Immunoconjugate design: a predictive approach for coupling of daunomycin to monoclonal antibodies.

There is increasing interest in the development of daunomycin-antibody immunoconjugates for the targeting of drug to specific cells or tissues. To this end, we have examined the factors influencing the synthesis of daunomycin-monoclonal antibody conjugates linked covalently by an acid-labile cis-aconitic spacer (which is considered to aid drug release from immunoconjugates in the lysosomes and thus enhance their cytotoxic potential). A rapid and efficient procedure for the purification of drug from contaminants and stabilizers was first developed; conditions for the optimal preparation of cis-aconityldaunomycin were established; products were analyzed and identified by TLC and HPLC. The coupling of cis-aconityldaunomycin to antibody was accomplished by activating the modified drug with a carbodiimide before addition to antibody. Several factors were identified which influenced the efficiency of the conjugation; in particular, the compositional features of the antibody which determine its electrophoretic charge characteristics were of profound effect.

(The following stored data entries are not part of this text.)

//! Numbering chapters from heading lines
use regex::{Regex, RegexBuilder};

use document::{Document, SourceId};
use errors::*;
use farm::{FarmMap, new_farm};

/// Headings like "Chapter 1" or "CHAPTER XIV", matched case-insensitively
pub const CHAPTER_HEADING: &'static str = r"^chapter [\divxlc]";

/// Compile a heading pattern the way `number_sections` expects: case-insensitive
pub fn heading(pattern: &str) -> Result<Regex> {
    Ok(RegexBuilder::new(pattern).case_insensitive(true).build()?)
}

/// Give every line the number of headings seen so far in its source (the heading line itself
/// included). Lines before the first heading are in section 0.
pub fn number_sections<I>(documents: I, heading: &Regex) -> Vec<Document>
    where I: IntoIterator<Item = Document> {
    let mut seen: FarmMap<Option<SourceId>, u32> = new_farm();
    documents.into_iter()
        .map(|doc| {
            let section = seen.entry(doc.source_id.clone()).or_insert(0);
            if heading.is_match(&doc.text) {
                *section += 1;
            }
            let section = *section;
            doc.in_section(section)
        })
        .collect()
}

However, by appropriate choice and control of buffer pH during conjugation, it was possible to define conditions resulting in the controlled substitution of antibody with drug. The consequent effects upon the cell-binding activity of immunoconjugates were established and related to the extent of substitution. The procedures described enable appropriate reaction conditions to be selected for the linkage of daunomycin to antibody (at set drug/antibody molar ratios) and in good yield, based upon consideration of the compositional and charge properties of the antibody.